The same table has the following pandas representation after being "prettified" by `pystatis`:


In [8]:
t = Table("11111-02-01-4")
t.get_data()
t.data.head(2)

INFO:pystatis.http_helper:Database selected: regio


hit


INFO:pystatis.http_helper:Code 0: erfolgreich


Unnamed: 0,Stichtag,Amtlicher Gemeindeschlüssel (AGS)__Code,Amtlicher Gemeindeschlüssel (AGS),Zahl der Gemeinden__Anzahl
0,2023-12-31,DG,Deutschland,10775.0
1,2023-12-31,01,Schleswig-Holstein,1104.0


As you can see and hopefully agree, the pandas version (what we call "prettified") provides the same information, actually even more, because the header column names have become meaningful and there is a lot less noise that you need to filter out before you can get to the actual data.


For Zensus `pystatis` is basically doing the same, but in a slightly different way because since the release of Zensus 2022 the API no longer returns each measurement as a single column but only a single column for all values. `pystatis` is transforming this long data format back into a wide data format, so you can work with a tidy data set.
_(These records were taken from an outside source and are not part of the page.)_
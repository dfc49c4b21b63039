//! # Command Router
//!
//! Routes incoming messages to the appropriate command handler (in `interface/commands`).
//! Classification happens once in `Command::parse`; routing is a single match.

use anyhow::Result;
use std::sync::Arc;

use crate::domain::command::Command;
use crate::domain::config::AppConfig;
use crate::domain::traits::{ChatProvider, LunchBackend};
use crate::interface::commands;

pub struct CommandRouter {
    config: Arc<AppConfig>,
    backend: Arc<dyn LunchBackend>,
}

impl CommandRouter {
    pub fn new(config: Arc<AppConfig>, backend: Arc<dyn LunchBackend>) -> Self {
        Self { config, backend }
    }

    /// Handle one message body. `sender` is the user ID; it is only resolved to a
    /// display name when a command credits its author.
    pub async fn route<C>(&self, chat: &C, message: &str, sender: &str) -> Result<()>
    where
        C: ChatProvider,
    {
        let Some(command) = Command::parse(message) else {
            return Ok(());
        };

        tracing::info!(
            "Router dispatching cmd='{}' sender='{}' room='{}'",
            command.name(),
            sender,
            chat.room_id()
        );

        let backend = self.backend.as_ref();
        let limit = self.config.chat.max_message_chars;

        match command {
            Command::Ping => commands::misc::handle_ping(chat).await,
            Command::Who => commands::misc::handle_who(chat).await,
            Command::Help => commands::help::handle_help(chat).await,
            Command::Listing(view) => {
                commands::listing::handle_listing(backend, chat, view, limit).await
            }
            Command::Visited { location } => {
                commands::locations::handle_visited(backend, chat, &location).await
            }
            Command::Random => commands::locations::handle_random(backend, chat).await,
            Command::AddLocation { location } => {
                let author = match chat.display_name(sender).await {
                    Ok(name) => name,
                    Err(e) => {
                        tracing::warn!("Could not resolve display name for {}: {}", sender, e);
                        sender.to_string()
                    }
                };
                commands::locations::handle_add_location(backend, chat, &location, &author).await
            }
        }
    }
}
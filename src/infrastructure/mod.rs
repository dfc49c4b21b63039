//! # Infrastructure Layer
//!
//! Handles interactions with external systems and services.
//! Implements the traits defined in the Domain layer (`ChatProvider`, `LunchBackend`).

pub mod backend;
pub mod matrix;
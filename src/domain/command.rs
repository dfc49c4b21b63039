//! # Commands
//!
//! Classifies an incoming chat message into one of the bot's commands.
//! Anything that does not match is ignored by the router.

pub const PING: &str = "ping";
pub const LUNCH_PLAN: &str = "lunch plan";
pub const LOCATIONS: &str = "!locations";
pub const HISTORY: &str = "!history";
pub const PLAN: &str = "!plan";
pub const VISITED: &str = "!visited";
pub const ADD_LOCATION: &str = "!addLocation";
pub const RANDOM: &str = "!random";
pub const WHO: &str = "!who";
pub const HELP: &str = "!help";

/// Which slice of the lunch plan a listing command shows.
#[derive(Debug, Clone, Copy, PartialEq, Eq)]
pub enum ListingView {
    /// `lunch plan`: everything.
    LunchPlan,
    /// `!locations`: everything.
    Locations,
    /// `!history`: visited places only.
    History,
    /// `!plan`: places not visited yet.
    Plan,
}

impl ListingView {
    pub fn shows_visited(self) -> bool {
        !matches!(self, ListingView::Plan)
    }

    pub fn shows_unvisited(self) -> bool {
        !matches!(self, ListingView::History)
    }

    /// Whether unvisited entries get an explicit "no visits" marker.
    pub fn marks_unvisited(self) -> bool {
        matches!(self, ListingView::LunchPlan | ListingView::Locations)
    }
}

#[derive(Debug, Clone, PartialEq, Eq)]
pub enum Command {
    Ping,
    Listing(ListingView),
    Visited { location: String },
    Random,
    AddLocation { location: String },
    Who,
    Help,
}

impl Command {
    /// Classify a raw message body. Returns `None` for ordinary chatter.
    pub fn parse(body: &str) -> Option<Self> {
        let msg = body.trim();

        if msg == PING {
            return Some(Command::Ping);
        }

        let listings = [
            (LUNCH_PLAN, ListingView::LunchPlan),
            (LOCATIONS, ListingView::Locations),
            (HISTORY, ListingView::History),
            (PLAN, ListingView::Plan),
        ];
        if let Some((_, view)) = listings.iter().find(|(prefix, _)| msg.starts_with(prefix)) {
            return Some(Command::Listing(*view));
        }

        if let Some(location) = argument(msg, VISITED) {
            return Some(Command::Visited { location });
        }
        if let Some(location) = argument(msg, ADD_LOCATION) {
            return Some(Command::AddLocation { location });
        }

        match msg {
            RANDOM => Some(Command::Random),
            WHO => Some(Command::Who),
            HELP => Some(Command::Help),
            _ => None,
        }
    }

    /// Short name used in logs.
    pub fn name(&self) -> &'static str {
        match self {
            Command::Ping => "ping",
            Command::Listing(ListingView::LunchPlan) => "lunch-plan",
            Command::Listing(ListingView::Locations) => "locations",
            Command::Listing(ListingView::History) => "history",
            Command::Listing(ListingView::Plan) => "plan",
            Command::Visited { .. } => "visited",
            Command::Random => "random",
            Command::AddLocation { .. } => "add-location",
            Command::Who => "who",
            Command::Help => "help",
        }
    }
}

/// `"{keyword} {argument}"` -> trimmed, non-empty argument.
fn argument(msg: &str, keyword: &str) -> Option<String> {
    let rest = msg.strip_prefix(keyword)?.strip_prefix(' ')?.trim();
    (!rest.is_empty()).then(|| rest.to_string())
}
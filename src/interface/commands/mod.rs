//! # Command Handlers
//!
//! Contains specific handler functions for each supported command (e.g., !plan, !visited, !help).
//! These handlers are invoked by the Router.

pub mod help;
pub mod listing;
pub mod locations;
pub mod misc;

use crate::domain::error::BackendError;
use crate::domain::traits::ChatProvider;
use crate::strings::messages;
use anyhow::Result;

/// Report a backend failure to the room instead of failing the whole command.
pub(crate) async fn report_backend_error(chat: &impl ChatProvider, err: &BackendError) -> Result<()> {
    tracing::error!("Lunch backend request failed: {}", err);
    chat.send_notification(&messages::backend_error(&err.to_string()))
        .await
}
//! # Message Chunker
//!
//! Splits a long message block into chat-sized chunks without breaking lines.
//! Chunks are produced lazily and dispatched one at a time, in source order.
//!
//! Lengths are counted in `char`s. A line longer than the limit on its own is
//! cut at `char` boundaries into limit-sized pieces; the tail of such a line
//! keeps accumulating with the lines after it.

use std::future::Future;
use std::num::NonZeroUsize;

use crate::domain::traits::ChatProvider;

/// Per-message character budget used when the config does not override it.
pub const DEFAULT_MAX_MESSAGE_CHARS: usize = 1800;

/// Lazy iterator over the line-aligned chunks of a message block.
///
/// Every yielded slice borrows from the input; joining them in order gives
/// the input back unchanged.
#[derive(Debug, Clone)]
pub struct Chunks<'a> {
    rest: &'a str,
    limit: usize,
}

impl<'a> Chunks<'a> {
    pub fn new(text: &'a str, limit: NonZeroUsize) -> Self {
        Self {
            rest: text,
            limit: limit.get(),
        }
    }
}

/// Length of the line starting at the front of `text`, terminator included.
fn next_line_len(text: &str) -> usize {
    text.find('\n').map_or(text.len(), |idx| idx + 1)
}

impl<'a> Iterator for Chunks<'a> {
    type Item = &'a str;

    fn next(&mut self) -> Option<Self::Item> {
        if self.rest.is_empty() {
            return None;
        }

        let mut end = 0;
        let mut chars = 0;

        while end < self.rest.len() {
            let remaining = &self.rest[end..];
            let line = &remaining[..next_line_len(remaining)];
            let line_chars = line.chars().count();

            if chars + line_chars <= self.limit {
                end += line.len();
                chars += line_chars;
                continue;
            }

            if chars == 0 {
                // Oversized line with an empty accumulator: hard split.
                end = line
                    .char_indices()
                    .nth(self.limit)
                    .map_or(line.len(), |(idx, _)| idx);
            }
            break;
        }

        let (chunk, rest) = self.rest.split_at(end);
        self.rest = rest;
        Some(chunk)
    }
}

/// Dispatches `text` through `send`, one chunk at a time.
///
/// Each send is awaited before the next chunk is computed. The first error
/// stops the pass and is returned as-is; chunks already sent stay sent.
/// Returns the number of chunks dispatched.
pub async fn send_chunked<F, Fut, E>(text: &str, limit: NonZeroUsize, mut send: F) -> Result<usize, E>
where
    F: FnMut(String) -> Fut,
    Fut: Future<Output = Result<(), E>>,
{
    let mut sent = 0;
    for chunk in Chunks::new(text, limit) {
        tracing::debug!(index = sent, chars = chunk.chars().count(), "Dispatching chunk");
        send(chunk.to_owned()).await?;
        sent += 1;
    }
    Ok(sent)
}

/// Sends a message block to a chat room, chunked to `limit` characters.
pub async fn send_to_chat<C>(chat: &C, text: &str, limit: NonZeroUsize) -> anyhow::Result<usize>
where
    C: ChatProvider + ?Sized,
{
    let sent = send_chunked(text, limit, move |chunk| async move {
        chat.send_message(&chunk).await.map(|_| ())
    })
    .await?;

    tracing::info!("Sent {} chunk(s) to {}", sent, chat.room_id());
    Ok(sent)
}

#[cfg(test)]
mod tests {
    use super::*;
    use proptest::prelude::*;
    use std::sync::{Arc, Mutex};

    fn limit(n: usize) -> NonZeroUsize {
        NonZeroUsize::new(n).unwrap()
    }

    fn chunks(text: &str, limit: NonZeroUsize) -> Chunks<'_> {
        Chunks::new(text, limit)
    }

    fn collect(text: &str, n: usize) -> Vec<&str> {
        chunks(text, limit(n)).collect()
    }

    #[test]
    fn test_empty_input_yields_nothing() {
        assert!(collect("", 10).is_empty());
    }

    #[test]
    fn test_one_line_per_chunk_when_tight() {
        assert_eq!(collect("A\nB\nC\n", 3), vec!["A\n", "B\n", "C\n"]);
    }

    #[test]
    fn test_exact_limit_is_single_chunk() {
        let text = "x".repeat(DEFAULT_MAX_MESSAGE_CHARS);
        let chunks = collect(&text, DEFAULT_MAX_MESSAGE_CHARS);
        assert_eq!(chunks, vec![text.as_str()]);
    }

    #[test]
    fn test_nine_lines_fill_default_limit() {
        // 199 chars + newline = 200 per line, so nine lines land on 1800 exactly.
        let line = format!("{}\n", "a".repeat(199));
        let text = line.repeat(10);
        let chunks = collect(&text, DEFAULT_MAX_MESSAGE_CHARS);

        assert_eq!(chunks.len(), 2);
        assert_eq!(chunks[0], line.repeat(9));
        assert_eq!(chunks[1], line);
    }

    #[test]
    fn test_eight_lines_when_one_char_over() {
        // 200 chars + newline = 201 per line; a ninth line would reach 1809.
        let line = format!("{}\n", "a".repeat(200));
        let text = line.repeat(10);
        let chunks = collect(&text, DEFAULT_MAX_MESSAGE_CHARS);

        assert_eq!(chunks.len(), 2);
        assert_eq!(chunks[0], line.repeat(8));
        assert_eq!(chunks[1], line.repeat(2));
    }

    #[test]
    fn test_oversized_line_is_hard_split() {
        let chunks = collect("abcdefgh\n", 3);
        assert_eq!(chunks, vec!["abc", "def", "gh\n"]);
    }

    #[test]
    fn test_oversized_tail_joins_following_lines() {
        assert_eq!(collect("ok\nabcdefg\nhi\n", 4), vec!["ok\n", "abcd", "efg\n", "hi\n"]);
        assert_eq!(collect("abcdef\nx\n", 5), vec!["abcde", "f\nx\n"]);
    }

    #[test]
    fn test_split_respects_char_boundaries() {
        let chunks = collect("ééééé", 2);
        assert_eq!(chunks, vec!["éé", "éé", "é"]);
    }

    #[test]
    fn test_last_line_without_newline() {
        assert_eq!(collect("one\ntwo", 5), vec!["one\n", "two"]);
    }

    #[tokio::test]
    async fn test_send_chunked_dispatches_in_order() {
        let sent = Arc::new(Mutex::new(Vec::new()));
        let sink = sent.clone();

        let count = send_chunked("A\nB\nC\n", limit(3), move |chunk| {
            let sink = sink.clone();
            async move {
                sink.lock().unwrap().push(chunk);
                Ok::<(), ()>(())
            }
        })
        .await
        .unwrap();

        assert_eq!(count, 3);
        assert_eq!(*sent.lock().unwrap(), vec!["A\n", "B\n", "C\n"]);
    }

    #[tokio::test]
    async fn test_send_chunked_empty_input_never_sends() {
        let count = send_chunked("", limit(5), |_chunk| async {
            Err::<(), &str>("should not be called")
        })
        .await
        .unwrap();
        assert_eq!(count, 0);
    }

    #[tokio::test]
    async fn test_send_failure_aborts_pass() {
        let sent = Arc::new(Mutex::new(Vec::new()));
        let sink = sent.clone();

        let result = send_chunked("A\nB\nC\n", limit(3), move |chunk| {
            let sink = sink.clone();
            async move {
                let mut guard = sink.lock().unwrap();
                if guard.len() == 1 {
                    return Err(format!("rejected {chunk:?}"));
                }
                guard.push(chunk);
                Ok(())
            }
        })
        .await;

        assert_eq!(result, Err("rejected \"B\\n\"".to_string()));
        assert_eq!(*sent.lock().unwrap(), vec!["A\n"]);
    }

    #[tokio::test]
    async fn test_send_to_chat_stops_at_failed_chunk() {
        let chat = crate::application::testing::FakeChat {
            fail_after: Some(2),
            ..Default::default()
        };

        let result = send_to_chat(&chat, "A\nB\nC\nD\n", limit(2)).await;

        assert!(result.is_err());
        assert_eq!(chat.messages(), vec!["A\n", "B\n"]);
    }

    proptest! {
        #[test]
        fn prop_chunks_rejoin_to_input(text in "(?s).{0,400}", n in 1usize..64) {
            let joined: String = chunks(&text, limit(n)).collect();
            prop_assert_eq!(joined, text);
        }

        #[test]
        fn prop_chunks_within_limit(text in "(?s).{0,400}", n in 1usize..64) {
            for chunk in chunks(&text, limit(n)) {
                prop_assert!(!chunk.is_empty());
                prop_assert!(chunk.chars().count() <= n);
            }
        }

        #[test]
        fn prop_fitting_lines_never_split(
            lines in prop::collection::vec("[a-z ]{0,20}\n", 0..40),
            n in 21usize..200,
        ) {
            let text = lines.concat();
            for chunk in chunks(&text, limit(n)) {
                prop_assert!(chunk.ends_with('\n'));
            }
        }

        #[test]
        fn prop_rechunking_is_stable(text in "(?s).{0,400}", n in 1usize..64) {
            let first: Vec<&str> = chunks(&text, limit(n)).collect();
            let rejoined = first.concat();
            let second: Vec<&str> = chunks(&rejoined, limit(n)).collect();
            prop_assert_eq!(first, second);
        }
    }
}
See the following example of Table "4000W-1002" to understand what is going on.

| statistics_code | statistics_label                    | time_code | time_label | time       | 1_variable_code | 1_variable_label | 1_variable_attribute_code | 1_variable_attribute_label | 2_variable_code | 2_variable_label                      | 2_variable_attribute_code | 2_variable_attribute_label | value   | value_unit | value_variable_code | value_variable_label               |
| --------------- | ----------------------------------- | --------- | ---------- | ---------- | --------------- | ---------------- | ------------------------- | -------------------------- | --------------- | ------------------------------------- | ------------------------- | -------------------------- | ------- | ---------- | ------------------- | ---------------------------------- |
| 4000W           | Wohnungen (Gebietsstand 15.05.2022) | STAG      | Stichtag   | 2022-05-15 | GEODL1          | Deutschland      | DG                        | Deutschland                | WHGFL2          | Fläche der Wohnung (10 m²-Intervalle) | WFL170B179                | 170 - 179 m²               | 1,2     | %          | WHG002              | Wohnungen in Gebäuden mit Wohnraum |
| 4000W           | Wohnungen (Gebietsstand 15.05.2022) | STAG      | Stichtag   | 2022-05-15 | GEODL1          | Deutschland      | DG                        | Deutschland                | WHGFL2          | Fläche der Wohnung (10 m²-Intervalle) | WFL170B179                | 170 - 179 m²               | 509041  | Anzahl     | WHG002              | Wohnungen in Gebäuden mit Wohnraum |
| 4000W           | Wohnungen (Gebietsstand 15.05.2022) | STAG      | Stichtag   | 2022-05-15 | GEODL1          | Deutschland      | DG                        | Deutschland                | WHGFL2          | Fläche der Wohnung (10 m²-Intervalle) | WFL090B099                | 90 - 99 m²                 | 7,2     | %          | WHG002              | Wohnungen in Gebäuden mit Wohnraum |
| 4000W           | Wohnungen (Gebietsstand 15.05.2022) | STAG      | Stichtag   | 2022-05-15 | GEODL1          | Deutschland      | DG                        | Deutschland                | WHGFL2          | Fläche der Wohnung (10 m²-Intervalle) | WFL090B099                | 90 - 99 m²                 | 3082890 | Anzahl     | WHG002              | Wohnungen in Gebäuden mit Wohnraum |


In [9]:
t = Table("4000W-1002")
t.get_data()
t.data.head(2)

INFO:pystatis.cache:Data was successfully cached under /Users/miay/.pystatis/data/4000W-1002/3d1d8e69a7d4397b08b0/20250412.zip.
INFO:pystatis.http_helper:Database selected: zensus
INFO:pystatis.http_helper:Code 0: erfolgreich


Unnamed: 0,Stichtag,Fläche der Wohnung (10 m²-Intervalle),Wohnungen in Gebäuden mit Wohnraum__%,Wohnungen in Gebäuden mit Wohnraum__Anzahl
0,2022-05-15,Insgesamt,100.0,43106589.0
1,2022-05-15,Unter 30 m²,2.1,909120.0


As you can see, `pystatis` is not only increasing readability and making data access easy, it also reduces the amount of data you have to work with. Going from a long format back to a tidy wide format means cutting the number of rows to 1/3 because all three measurements get back their own column.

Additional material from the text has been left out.